» WORK ITEM
Return the lines below that carry the word "RETURNING".

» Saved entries
----------------

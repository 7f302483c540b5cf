//! Order queries for [`PgStore`].

use async_trait::async_trait;
use chrono::{DateTime, Utc};
use rust_decimal::Decimal;
use sqlx::types::Json;
use sqlx::{Postgres, QueryBuilder};

use amyfairy_core::{OrderId, OrderStatus, PaymentMethod, UserId};

use super::{OrderRepository, PgStore, RepositoryError};
use crate::models::page::offset;
use crate::models::{
    NewOrder, Order, OrderItem, OrderQuery, OrderSort, Page, ShippingAddress, StockShortfall,
};

macro_rules! order_columns {
    () => {
        "id, user_id, items, total_amount, total_items, shipping_address, payment_method, \
         status, payment_confirmed, paid_at, created_at, updated_at"
    };
}

#[derive(Debug, sqlx::FromRow)]
struct OrderRow {
    id: OrderId,
    user_id: UserId,
    items: Json<Vec<OrderItem>>,
    total_amount: Decimal,
    total_items: i32,
    shipping_address: Json<ShippingAddress>,
    payment_method: PaymentMethod,
    status: OrderStatus,
    payment_confirmed: bool,
    paid_at: Option<DateTime<Utc>>,
    created_at: DateTime<Utc>,
    updated_at: DateTime<Utc>,
}

impl From<OrderRow> for Order {
    fn from(row: OrderRow) -> Self {
        Self {
            id: row.id,
            user_id: row.user_id,
            items: row.items.0,
            total_amount: row.total_amount,
            total_items: row.total_items,
            shipping_address: row.shipping_address.0,
            payment_method: row.payment_method,
            status: row.status,
            payment_confirmed: row.payment_confirmed,
            paid_at: row.paid_at,
            created_at: row.created_at,
            updated_at: row.updated_at,
        }
    }
}

const fn sort_column(sort: OrderSort) -> &'static str {
    match sort {
        OrderSort::TotalAmount => "total_amount",
        OrderSort::PaymentMethod => "payment_method",
        OrderSort::CreatedAt => "created_at",
        OrderSort::UpdatedAt => "updated_at",
    }
}

#[async_trait]
impl OrderRepository for PgStore {
    async fn commit_order(&self, order: &NewOrder) -> Result<Order, RepositoryError> {
        let mut tx = self.pool.begin().await?;

        // Consume the cart first. A concurrent checkout of the same snapshot
        // blocks on these rows and then deletes nothing.
        let consumed = sqlx::query("DELETE FROM cart_items WHERE user_id = $1 AND id = ANY($2)")
            .bind(order.user_id)
            .bind(&order.cart_item_ids)
            .execute(&mut *tx)
            .await?
            .rows_affected();
        if usize::try_from(consumed).ok() != Some(order.cart_item_ids.len()) {
            tx.rollback().await?;
            return Err(RepositoryError::CartChanged);
        }

        // Ascending product id, so concurrent orders take row locks in the same order.
        let mut shortfalls = Vec::new();
        for (product_id, quantity) in order.demand() {
            let remaining: Option<i32> = sqlx::query_scalar(
                "UPDATE products SET stock = stock - $2, updated_at = now() \
                 WHERE id = $1 AND NOT deleted AND stock >= $2 RETURNING stock",
            )
            .bind(product_id)
            .bind(quantity)
            .fetch_optional(&mut *tx)
            .await?;

            if remaining.is_some() {
                continue;
            }

            let observed: Option<(String, i32, bool)> =
                sqlx::query_as("SELECT title, stock, deleted FROM products WHERE id = $1")
                    .bind(product_id)
                    .fetch_optional(&mut *tx)
                    .await?;
            let (title, available) = match observed {
                Some((title, _, true)) => (title, 0),
                Some((title, stock, false)) => (title, stock),
                None => (
                    order
                        .items
                        .iter()
                        .find(|i| i.product_id == product_id)
                        .map(|i| i.title.clone())
                        .unwrap_or_default(),
                    0,
                ),
            };
            shortfalls.push(StockShortfall {
                product_id,
                title,
                requested: quantity,
                available,
            });
        }

        if !shortfalls.is_empty() {
            tx.rollback().await?;
            return Err(RepositoryError::InsufficientStock(shortfalls));
        }

        let row = sqlx::query_as::<_, OrderRow>(concat!(
            "INSERT INTO orders (user_id, items, total_amount, total_items, shipping_address, \
             payment_method) VALUES ($1, $2, $3, $4, $5, $6) RETURNING ",
            order_columns!()
        ))
        .bind(order.user_id)
        .bind(Json(&order.items))
        .bind(order.total_amount)
        .bind(order.total_items)
        .bind(Json(&order.shipping_address))
        .bind(order.payment_method)
        .fetch_one(&mut *tx)
        .await?;

        tx.commit().await?;
        Ok(row.into())
    }

    async fn get_order(&self, id: OrderId) -> Result<Option<Order>, RepositoryError> {
        let row = sqlx::query_as::<_, OrderRow>(concat!(
            "SELECT ",
            order_columns!(),
            " FROM orders WHERE id = $1"
        ))
        .bind(id)
        .fetch_optional(&self.pool)
        .await?;

        Ok(row.map(Order::from))
    }

    async fn orders_for_user(&self, user_id: UserId) -> Result<Vec<Order>, RepositoryError> {
        let rows = sqlx::query_as::<_, OrderRow>(concat!(
            "SELECT ",
            order_columns!(),
            " FROM orders WHERE user_id = $1 ORDER BY created_at DESC, id DESC"
        ))
        .bind(user_id)
        .fetch_all(&self.pool)
        .await?;

        Ok(rows.into_iter().map(Order::from).collect())
    }

    async fn list_orders(&self, query: &OrderQuery) -> Result<Page<Order>, RepositoryError> {
        let total: i64 = sqlx::query_scalar("SELECT COUNT(*) FROM orders")
            .fetch_one(&self.pool)
            .await?;

        let mut list =
            QueryBuilder::<Postgres>::new(concat!("SELECT ", order_columns!(), " FROM orders"));
        list.push(" ORDER BY ")
            .push(sort_column(query.sort))
            .push(" ")
            .push(query.order.as_sql())
            .push(", id ")
            .push(query.order.as_sql())
            .push(" LIMIT ")
            .push_bind(i64::from(query.per_page))
            .push(" OFFSET ")
            .push_bind(i64::try_from(offset(query.page, query.per_page)).unwrap_or(i64::MAX));

        let rows: Vec<OrderRow> = list.build_query_as().fetch_all(&self.pool).await?;

        Ok(Page {
            items: rows.into_iter().map(Order::from).collect(),
            total: u64::try_from(total).unwrap_or_default(),
            page: query.page,
            per_page: query.per_page,
        })
    }

    async fn transition_order_status(
        &self,
        id: OrderId,
        from: OrderStatus,
        to: OrderStatus,
    ) -> Result<Option<Order>, RepositoryError> {
        let row = sqlx::query_as::<_, OrderRow>(concat!(
            "UPDATE orders SET status = $3, updated_at = now() \
             WHERE id = $1 AND status = $2 RETURNING ",
            order_columns!()
        ))
        .bind(id)
        .bind(from)
        .bind(to)
        .fetch_optional(&self.pool)
        .await?;

        Ok(row.map(Order::from))
    }
}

----------------

» RESPONSE BELOW
                 WHERE id = $1 AND NOT deleted AND stock >= $2 RETURNING stock",
             payment_method) VALUES ($1, $2, $3, $4, $5, $6) RETURNING ",
             WHERE id = $1 AND status = $2 RETURNING ",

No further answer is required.